Von seiner Geburt an trachtet der Mensch danach sein, subjektiv empfundenes Gefühl von Minderwertigkeit, zu kompensieren. Darin liegt der Motor für unser aller Entwicklung begründet, auch wenn "Kompensation" gemeinhin negativ beschrieben und aufgefasst wird. Nur dann, wenn sich kompensatorische Verhaltensweisen, durch das Ausbilden eines Minderwertigkeitskomplexes, in ein Streben nach Macht umwandeln, im Versuch andere zu unterdrücken, mutiert gleichsam die Kompensation in eine Überkompensation, in etwa Destruktives.

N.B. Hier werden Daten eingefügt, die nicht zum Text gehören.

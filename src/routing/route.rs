use {
    super::{
        handler::{IntoHandlers, Next},
        layer::Layer,
    },
    crate::{
        Error, Request, Response, Result,
        utils::{read, write},
    },
    futures::future::{self, BoxFuture, FutureExt},
    http::Method,
    std::{
        fmt,
        sync::{Arc, RwLock},
    },
};

#[derive(Default)]
struct Methods {
    all: bool,
    list: Vec<Method>,
}

struct RouteInner {
    path: String,
    stack: RwLock<Vec<Arc<Layer>>>,
    methods: RwLock<Methods>,
}

/// A fixed path with one handler chain per HTTP method.
///
/// Created through [`Router::route`](crate::Router::route), which also places
/// the route on the router's stack. Cloning yields another handle to the same route.
#[derive(Clone)]
pub struct Route {
    inner: Arc<RouteInner>,
}

impl Route {
    pub(crate) fn new(path: impl Into<String>) -> Self {
        Self {
            inner: Arc::new(RouteInner {
                path: path.into(),
                stack: RwLock::new(Vec::new()),
                methods: RwLock::new(Methods::default()),
            }),
        }
    }

    pub fn path(&self) -> &str {
        &self.inner.path
    }

    /// Appends handlers for `method`, or for every method when `None`.
    pub fn register(&self, method: Option<Method>, handlers: impl IntoHandlers) -> &Self {
        let handlers = handlers.into_handlers();
        if handlers.is_empty() {
            return self;
        }

        {
            let mut methods = write(&self.inner.methods);
            match &method {
                None => methods.all = true,
                Some(m) if !methods.list.contains(m) => methods.list.push(m.clone()),
                Some(_) => {}
            }
        }

        tracing::debug!(
            path = %self.inner.path,
            method = method.as_ref().map_or("*", Method::as_str),
            count = handlers.len(),
            "route handlers registered"
        );
        write(&self.inner.stack).extend(
            handlers
                .into_iter()
                .map(|h| Arc::new(Layer::for_method(method.clone(), h))),
        );
        self
    }

    super::method_helpers!(route);

    /// Handlers for every method.
    pub fn all(&self, handlers: impl IntoHandlers) -> &Self {
        self.register(None, handlers)
    }

    /// True when a request with `method` would run at least one handler.
    /// HEAD is served by GET handlers unless HEAD is registered explicitly.
    pub fn handles_method(&self, method: &Method) -> bool {
        let methods = read(&self.inner.methods);
        if methods.all {
            return true;
        }
        if *method == Method::HEAD && !methods.list.contains(&Method::HEAD) {
            return methods.list.contains(&Method::GET);
        }
        methods.list.contains(method)
    }

    /// Methods listed in an automatic `Allow` header.
    pub fn allowed_methods(&self) -> Vec<String> {
        let methods = read(&self.inner.methods);
        let mut allowed: Vec<String> = methods
            .list
            .iter()
            .map(|m| m.as_str().to_ascii_uppercase())
            .collect();
        if methods.list.contains(&Method::GET) && !methods.list.contains(&Method::HEAD) {
            allowed.push(Method::HEAD.to_string());
        }
        allowed
    }

    pub(crate) fn dispatch(&self, req: Request, res: Response) -> BoxFuture<'static, Result<Next>> {
        let stack = read(&self.inner.stack).clone();
        if stack.is_empty() {
            return future::ready(Ok(Next::Continue)).boxed();
        }

        let explicit_head = read(&self.inner.methods).list.contains(&Method::HEAD);
        let path = self.inner.path.clone();
        async move {
            let mut method = req.method();
            if method == Method::HEAD && !explicit_head {
                method = Method::GET;
            }
            req.set_route_path(Some(path));

            let mut error: Option<Error> = None;
            for layer in &stack {
                if layer.method().is_some_and(|m| *m != method) {
                    continue;
                }
                let outcome = match error.take() {
                    Some(err) => layer.handle_error(err, req.clone(), res.clone()).await,
                    None => layer.handle_request(req.clone(), res.clone()).await,
                };
                match outcome {
                    Ok(Next::Continue) => {}
                    Ok(Next::Route) => return Ok(Next::Continue),
                    Ok(next @ (Next::Router | Next::Done)) => return Ok(next),
                    Err(err) => error = Some(err),
                }
            }

            match error {
                Some(err) => Err(err),
                None => Ok(Next::Continue),
            }
        }
        .boxed()
    }
}

impl fmt::Debug for Route {
    fn fmt(&self, f: &mut fmt::Formatter<'_>) -> fmt::Result {
        f.debug_struct("Route")
            .field("path", &self.inner.path)
            .field("methods", &self.allowed_methods())
            .field("stack", &read(&self.inner.stack).len())
            .finish()
    }
}
use {
    super::compiled::{EtagMode, QueryParser, TrustProxy},
    crate::Result,
    serde_json::{Value, json},
    std::{collections::HashMap, env},
};

/// Typed companion of a setting that is compiled at `set` time.
#[derive(Debug, Clone)]
pub(crate) enum Compiled {
    Etag(EtagMode),
    Query(QueryParser),
    Trust(TrustProxy),
}

#[derive(Debug, Clone)]
pub(crate) struct Setting {
    pub(crate) value: Value,
    pub(crate) compiled: Option<Compiled>,
}

impl Setting {
    pub(crate) fn new(key: &str, value: Value) -> Result<Self> {
        let compiled = match key {
            "etag" => Some(Compiled::Etag(EtagMode::compile(&value)?)),
            "query parser" => Some(Compiled::Query(QueryParser::compile(&value)?)),
            "trust proxy" => Some(Compiled::Trust(TrustProxy::compile(&value)?)),
            _ => None,
        };
        Ok(Self { value, compiled })
    }
}

/// One application's own settings: explicit overrides and built-in defaults.
///
/// Lookup across mounted applications happens in [`Application`](crate::Application):
/// own overrides, then each ancestor's overrides, then own defaults.
#[derive(Debug)]
pub(crate) struct Settings {
    overrides: HashMap<String, Setting>,
    defaults: HashMap<String, Setting>,
}

impl Settings {
    pub(crate) fn new() -> Self {
        let env = env::var("RUST_ENV").unwrap_or_else(|_| "development".to_string());
        let views = env::current_dir()
            .map(|dir| dir.join("views").to_string_lossy().into_owned())
            .unwrap_or_else(|_| "views".to_string());

        let mut defaults = vec![
            ("x-powered-by", json!(true)),
            ("etag", json!("weak")),
            ("query parser", json!("extended")),
            ("subdomain offset", json!(2)),
            ("trust proxy", json!(false)),
            ("views", json!(views)),
            ("jsonp callback name", json!("callback")),
        ];
        if env == "production" {
            defaults.push(("view cache", json!(true)));
        }
        defaults.push(("env", json!(env)));

        let defaults = defaults
            .into_iter()
            .filter_map(|(key, value)| {
                Setting::new(key, value)
                    .ok()
                    .map(|setting| (key.to_string(), setting))
            })
            .collect();

        Self {
            overrides: HashMap::new(),
            defaults,
        }
    }

    pub(crate) fn set(&mut self, key: &str, value: Value) -> Result<()> {
        let setting = Setting::new(key, value)?;
        self.overrides.insert(key.to_string(), setting);
        Ok(())
    }

    pub(crate) fn own(&self, key: &str) -> Option<&Setting> {
        self.overrides.get(key)
    }

    pub(crate) fn default_of(&self, key: &str) -> Option<&Setting> {
        self.defaults.get(key)
    }
}

/// Truthiness of a setting value: `false`, `null`, `0` and `""` are false.
pub fn truthy(value: &Value) -> bool {
    match value {
        Value::Null => false,
        Value::Bool(b) => *b,
        Value::Number(n) => n.as_f64().is_some_and(|f| f != 0.0 && !f.is_nan()),
        Value::String(s) => !s.is_empty(),
        Value::Array(_) | Value::Object(_) => true,
    }
}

Wie sieht die Individualpsychologie den Menschen?
Adler und die Individualpsychologie sehen den Mensch als ein in die Zukunft gerichtetes Wesen. Somit steht in der Therapie weniger das Warum als vielmehr das Wozu im Vordergrund, also wohin ein bestimmtes Verhalten oder Handeln führen soll. Der Patient oder Klient stellt sich sohin nicht nur die Frage was die Ursache seines Leidens ist, sondern welchem Zweck dies dienen mag, also welches Ziel damit (unbewusst) verfolgt wird. Selbst wenn unser Denken oftmals von einem Ursache-Wirkung Zusammenhang geprägt ist, so liegt im Verständnis individualpsychologischer Behandlung und Beratung Ziel und Zweck von Verhaltungsweisen im Fokus. Menschen sind soziale Wesen und leben in einer gegenseitigen Bezogenheit und in der Therapie lässt sich die frühkindlich entwickelte Leitlinie, eine Art unbewusster Lebensplan, bewusst machen und infolge dessen bearbeiten. Symptome sind meist der Ausdruck von überlebensnotwendigen Sicherungstendenzen, um Unaussprechliches, Quälendes, Leidvolles zu überdecken. Die gemeinsam mit dem Therapeuten geschaffene Bewusstmachung des Unbewussten, die Wiedererinnerung und die Durcharbeitung, ist geeignet eine langfristige Verbesserung der Lebensqualität zu erreichen und durch das Lösen von inneren Konflikten zu einer Heilung zu gelangen.